El cadáver de Lorca sigue llamando a nuestra puerta

Federico: si te dijera muerte mentiría. No muere lo que arde
y se sacude y busca unas entrañas.
Sucede lo que jamás y siempre ha sucedido.
Siempre estarás contando el repetido (irrepetible)
cuento de la tierra. Ése de no acabar, el cuento cuento.
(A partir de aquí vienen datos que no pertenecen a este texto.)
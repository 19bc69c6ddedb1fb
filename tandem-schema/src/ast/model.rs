//! Model definitions.

use serde::{Deserialize, Serialize};
use smol_str::SmolStr;

use super::{FieldDef, RelationDef};

/// Name of the primary key column every model carries.
pub const PRIMARY_KEY: &str = "id";

/// A model definition (maps to a collection of records).
#[derive(Debug, Clone, PartialEq, Eq, Serialize, Deserialize)]
pub struct ModelDef {
    /// Model name.
    pub name: SmolStr,
    /// Scalar fields, in declaration order.
    pub fields: Vec<FieldDef>,
    /// Relations owned by this model, in declaration order.
    pub relations: Vec<RelationDef>,
}

impl ModelDef {
    /// Create a new model with no fields.
    pub fn new(name: impl Into<SmolStr>) -> Self {
        Self {
            name: name.into(),
            fields: Vec::new(),
            relations: Vec::new(),
        }
    }

    /// Get the model name as a string.
    pub fn name(&self) -> &str {
        self.name.as_str()
    }

    /// Add a free-form field.
    pub fn field(mut self, name: impl Into<SmolStr>) -> Self {
        self.fields.push(FieldDef::new(name));
        self
    }

    /// Add an enumerated field.
    pub fn choice_field<V, L>(
        mut self,
        name: impl Into<SmolStr>,
        choices: impl IntoIterator<Item = (V, L)>,
    ) -> Self
    where
        V: Into<SmolStr>,
        L: Into<SmolStr>,
    {
        self.fields.push(FieldDef::with_choices(name, choices));
        self
    }

    /// Add a relation.
    pub fn relation(mut self, relation: RelationDef) -> Self {
        self.relations.push(relation);
        self
    }

    /// Add a foreign key to `target`.
    pub fn foreign_key(self, name: impl Into<SmolStr>, target: impl Into<SmolStr>) -> Self {
        self.relation(RelationDef::foreign_key(name, target))
    }

    /// Add a one-to-one reference to `target`.
    pub fn one_to_one(self, name: impl Into<SmolStr>, target: impl Into<SmolStr>) -> Self {
        self.relation(RelationDef::one_to_one(name, target))
    }

    /// Add a many-to-many relation to `target`.
    pub fn many_to_many(self, name: impl Into<SmolStr>, target: impl Into<SmolStr>) -> Self {
        self.relation(RelationDef::many_to_many(name, target))
    }

    /// Get a field by name.
    pub fn get_field(&self, name: &str) -> Option<&FieldDef> {
        self.fields.iter().find(|f| f.name == name)
    }

    /// Get an owned relation by name.
    pub fn get_relation(&self, name: &str) -> Option<&RelationDef> {
        self.relations.iter().find(|r| r.name == name)
    }

    /// Relations stored as a column on this model (foreign keys and one-to-ones).
    pub fn reference_columns(&self) -> impl Iterator<Item = &RelationDef> {
        self.relations.iter().filter(|r| r.kind.has_column())
    }

    /// Check if `name` is a loadable column: the primary key, a scalar field,
    /// or a reference column.
    pub fn has_column(&self, name: &str) -> bool {
        name == PRIMARY_KEY
            || self.get_field(name).is_some()
            || self.reference_columns().any(|r| r.name == name)
    }

    /// All loadable column names, primary key first.
    pub fn columns(&self) -> Vec<SmolStr> {
        std::iter::once(SmolStr::new_static(PRIMARY_KEY))
            .chain(self.fields.iter().map(|f| f.name.clone()))
            .chain(self.reference_columns().map(|r| r.name.clone()))
            .collect()
    }
}

#[cfg(test)]
mod tests {
    use super::*;
    use crate::ast::RelationKind;

    fn widget() -> ModelDef {
        ModelDef::new("widget")
            .field("name")
            .field("other")
            .foreign_key("owner", "owner")
    }

    #[test]
    fn test_model_builder() {
        let model = widget();
        assert_eq!(model.name(), "widget");
        assert_eq!(model.fields.len(), 2);
        assert_eq!(model.relations.len(), 1);
        assert_eq!(
            model.get_relation("owner").map(|r| r.kind),
            Some(RelationKind::ForeignKey)
        );
    }

    #[test]
    fn test_columns_include_primary_key_and_references() {
        let model = widget().many_to_many("tags", "tag");
        assert_eq!(model.columns(), vec!["id", "name", "other", "owner"]);
        assert!(model.has_column("id"));
        assert!(model.has_column("owner"));
        assert!(!model.has_column("tags"));
        assert!(!model.has_column("colour"));
    }

    #[test]
    fn test_choice_field() {
        let model = ModelDef::new("thing").choice_field("size", [("L", "Large")]);
        let field = model.get_field("size").unwrap();
        assert_eq!(field.label_for("L"), Some("Large"));
    }
}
El del susto al abrir un ropero;
el insondable enigma de un saludo;
el pavor de dos zapatos sosteniendo las tripas de un amigo;
el horror de la toalla extendida

(desplegada como atroz estandarte) en un alambre.
Todo esto lo contaste cada siempre
con zureo de paloma mascada por un tigre,
con ternísima voz de niño mecido y arrullado por un ogro.
Alguien sigue nombrando el fastuoso rigor de la tarde,
el ceño de una vasta ciudad, la plúmbea orgía de la primavera.
El poeta (ahora bailan y cantan el asno y el fonámbulo
que hacen sangrar los cascabeles como si fueran claveles)
es el payaso de los inflados bombachos.
Su brillo enriquecido con sacrosantos parches de alquitrán y albayalde,
sus bellísimos zapatones de ánade.
El mismo que se traga en el rincón,
casi lamiendo por hacer que come,
sus bolitas de alcanfor, hasta sus propias vísceras risueñas.
Y nos mira (como un mar, como el mar que siempre nos rodea)
con orillas de tinta en sus pupilas.